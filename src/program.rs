//! Line reader for the reservation language.
//!
//! ```text
//! RESERVA [<user>] SALA <id> PARA <date> DE <time> A <time>
//! CANCELAR <id> PARA <date> DE <time> A <time>
//! REPROGRAMAR <id> PARA <date> DE <time> A <time> [DE] <time> A <time>
//! LISTAR
//! ```
//!
//! Tokens are whitespace-separated and keywords are uppercase. Only the shape of a
//! line is checked here; dates and times are validated by the engine.

use serde::Serialize;
use tracing::warn;

use crate::engine::{Engine, EngineError};
use crate::model::*;

#[derive(Debug, Clone, PartialEq, Eq, thiserror::Error)]
pub enum ParseError {
    #[error("unknown command: {0}")]
    UnknownCommand(String),
    #[error("expected {expected}, found {found}")]
    UnexpectedToken { expected: &'static str, found: String },
    #[error("missing {0}")]
    MissingToken(&'static str),
    #[error("unexpected trailing input: {0}")]
    TrailingInput(String),
}

struct Tokens<'a> {
    inner: std::str::SplitWhitespace<'a>,
}

impl<'a> Tokens<'a> {
    fn next_value(&mut self, what: &'static str) -> Result<String, ParseError> {
        self.inner
            .next()
            .map(str::to_string)
            .ok_or(ParseError::MissingToken(what))
    }

    fn keyword(&mut self, kw: &'static str) -> Result<(), ParseError> {
        match self.inner.next() {
            Some(tok) if tok == kw => Ok(()),
            Some(tok) => Err(ParseError::UnexpectedToken {
                expected: kw,
                found: tok.to_string(),
            }),
            None => Err(ParseError::MissingToken(kw)),
        }
    }

    fn peek(&self) -> Option<&'a str> {
        self.inner.clone().next()
    }

    /// `PARA <date> DE <time> A <time>`
    fn slot(&mut self) -> Result<(String, String, String), ParseError> {
        self.keyword("PARA")?;
        let date = self.next_value("date")?;
        self.keyword("DE")?;
        let (start, end) = self.range()?;
        Ok((date, start, end))
    }

    /// `<time> A <time>`
    fn range(&mut self) -> Result<(String, String), ParseError> {
        let start = self.next_value("start time")?;
        self.keyword("A")?;
        let end = self.next_value("end time")?;
        Ok((start, end))
    }

    fn finish(mut self) -> Result<(), ParseError> {
        match self.inner.next() {
            Some(tok) => Err(ParseError::TrailingInput(tok.to_string())),
            None => Ok(()),
        }
    }
}

pub fn parse_line(line: &str) -> Result<Command, ParseError> {
    let mut tokens = Tokens {
        inner: line.split_whitespace(),
    };
    let Some(verb) = tokens.inner.next() else {
        return Ok(Command::Blank);
    };

    let cmd = match verb {
        "RESERVA" => {
            let user = match tokens.peek() {
                Some("SALA") => None,
                Some(_) => Some(tokens.next_value("user")?),
                None => return Err(ParseError::MissingToken("SALA")),
            };
            tokens.keyword("SALA")?;
            let resource_id = tokens.next_value("room id")?;
            let (date, start, end) = tokens.slot()?;
            Command::Reserve {
                resource_id,
                user,
                date,
                start,
                end,
            }
        }
        "CANCELAR" => {
            let resource_id = tokens.next_value("room id")?;
            let (date, start, end) = tokens.slot()?;
            Command::Cancel {
                resource_id,
                date,
                start,
                end,
            }
        }
        "REPROGRAMAR" => {
            let resource_id = tokens.next_value("room id")?;
            let (date, old_start, old_end) = tokens.slot()?;
            if tokens.peek() == Some("DE") {
                tokens.keyword("DE")?;
            }
            let (new_start, new_end) = tokens.range()?;
            Command::Reprogram {
                resource_id,
                date,
                old_start,
                old_end,
                new_start,
                new_end,
            }
        }
        "LISTAR" => Command::List,
        other => return Err(ParseError::UnknownCommand(other.to_string())),
    };
    tokens.finish()?;
    Ok(cmd)
}

/// Why a program line produced no outcome.
#[derive(Debug, Clone, PartialEq, Eq, thiserror::Error)]
pub enum LineError {
    #[error("Error de sintaxis: {0}")]
    Parse(#[from] ParseError),
    #[error("{0}")]
    Engine(#[from] EngineError),
}

impl LineError {
    pub fn kind(&self) -> &'static str {
        match self {
            LineError::Parse(_) => "syntax_error",
            LineError::Engine(e) => e.kind(),
        }
    }
}

/// Result of one non-blank program line.
#[derive(Debug, Clone, PartialEq, Eq)]
pub struct LineResult {
    /// 1-based line number in the source.
    pub line: usize,
    pub result: Result<Outcome, LineError>,
}

#[derive(Serialize)]
struct JsonLine<'a> {
    line: usize,
    #[serde(skip_serializing_if = "Option::is_none")]
    outcome: Option<&'a Outcome>,
    #[serde(skip_serializing_if = "Option::is_none")]
    error: Option<JsonError>,
}

#[derive(Serialize)]
struct JsonError {
    kind: &'static str,
    message: String,
}

impl LineResult {
    pub fn to_json(&self) -> serde_json::Result<String> {
        let line = match &self.result {
            Ok(outcome) => JsonLine {
                line: self.line,
                outcome: Some(outcome),
                error: None,
            },
            Err(e) => JsonLine {
                line: self.line,
                outcome: None,
                error: Some(JsonError {
                    kind: e.kind(),
                    message: e.to_string(),
                }),
            },
        };
        serde_json::to_string(&line)
    }
}

/// Apply every line of `source` in order. Blank lines produce no result; a bad
/// line is reported and the run continues.
pub fn run(engine: &mut Engine, source: &str) -> Vec<LineResult> {
    let mut results = Vec::new();
    for (idx, text) in source.lines().enumerate() {
        let line = idx + 1;
        let cmd = match parse_line(text) {
            Ok(Command::Blank) => continue,
            Ok(cmd) => cmd,
            Err(e) => {
                warn!(line, "syntax error: {e}");
                metrics::counter!(crate::observability::PARSE_ERRORS_TOTAL).increment(1);
                results.push(LineResult {
                    line,
                    result: Err(e.into()),
                });
                continue;
            }
        };
        results.push(LineResult {
            line,
            result: engine.apply(cmd).map_err(LineError::from),
        });
    }
    results
}

#[cfg(test)]
mod tests {
    use super::*;

    #[test]
    fn parse_reserve_with_user() {
        let cmd = parse_line("RESERVA user1 SALA room1 PARA 01/01/2030 DE 09:00 A 10:00").unwrap();
        assert_eq!(
            cmd,
            Command::Reserve {
                resource_id: "room1".into(),
                user: Some("user1".into()),
                date: "01/01/2030".into(),
                start: "09:00".into(),
                end: "10:00".into(),
            }
        );
    }

    #[test]
    fn parse_reserve_without_user() {
        let cmd = parse_line("RESERVA SALA room1 PARA 01/01/2030 DE 09:00 A 10:00").unwrap();
        assert!(matches!(cmd, Command::Reserve { user: None, .. }));
    }

    #[test]
    fn parse_cancel() {
        let cmd = parse_line("CANCELAR room1 PARA 01/01/2030 DE 09:00 A 10:00").unwrap();
        assert_eq!(
            cmd,
            Command::Cancel {
                resource_id: "room1".into(),
                date: "01/01/2030".into(),
                start: "09:00".into(),
                end: "10:00".into(),
            }
        );
    }

    #[test]
    fn parse_reprogram_with_and_without_de() {
        let expected = Command::Reprogram {
            resource_id: "room1".into(),
            date: "01/01/2030".into(),
            old_start: "09:00".into(),
            old_end: "10:00".into(),
            new_start: "10:00".into(),
            new_end: "11:00".into(),
        };
        assert_eq!(
            parse_line("REPROGRAMAR room1 PARA 01/01/2030 DE 09:00 A 10:00 10:00 A 11:00").unwrap(),
            expected
        );
        assert_eq!(
            parse_line("REPROGRAMAR room1 PARA 01/01/2030 DE 09:00 A 10:00 DE 10:00 A 11:00").unwrap(),
            expected
        );
    }

    #[test]
    fn parse_list_and_blank() {
        assert_eq!(parse_line("LISTAR").unwrap(), Command::List);
        assert_eq!(parse_line("   ").unwrap(), Command::Blank);
        assert_eq!(parse_line("").unwrap(), Command::Blank);
    }

    #[test]
    fn parse_errors() {
        assert_eq!(parse_line("BORRAR x"), Err(ParseError::UnknownCommand("BORRAR".into())));
        assert_eq!(
            parse_line("CANCELAR room1 EN 01/01/2030 DE 09:00 A 10:00"),
            Err(ParseError::UnexpectedToken { expected: "PARA", found: "EN".into() })
        );
        assert_eq!(
            parse_line("CANCELAR room1 PARA 01/01/2030 DE 09:00"),
            Err(ParseError::MissingToken("A"))
        );
        assert_eq!(parse_line("LISTAR todo"), Err(ParseError::TrailingInput("todo".into())));
        assert_eq!(parse_line("RESERVA"), Err(ParseError::MissingToken("SALA")));
    }

    #[test]
    fn keywords_are_case_sensitive() {
        assert_eq!(parse_line("listar"), Err(ParseError::UnknownCommand("listar".into())));
    }
}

##########

## WORK TASK
Your answer should be each line from the preceding material in which the word "LineResult" occurs.

## FINISHED EXERCISE
pub struct LineResult {
impl LineResult {
pub fn run(engine: &mut Engine, source: &str) -> Vec<LineResult> {
                results.push(LineResult {
        results.push(LineResult {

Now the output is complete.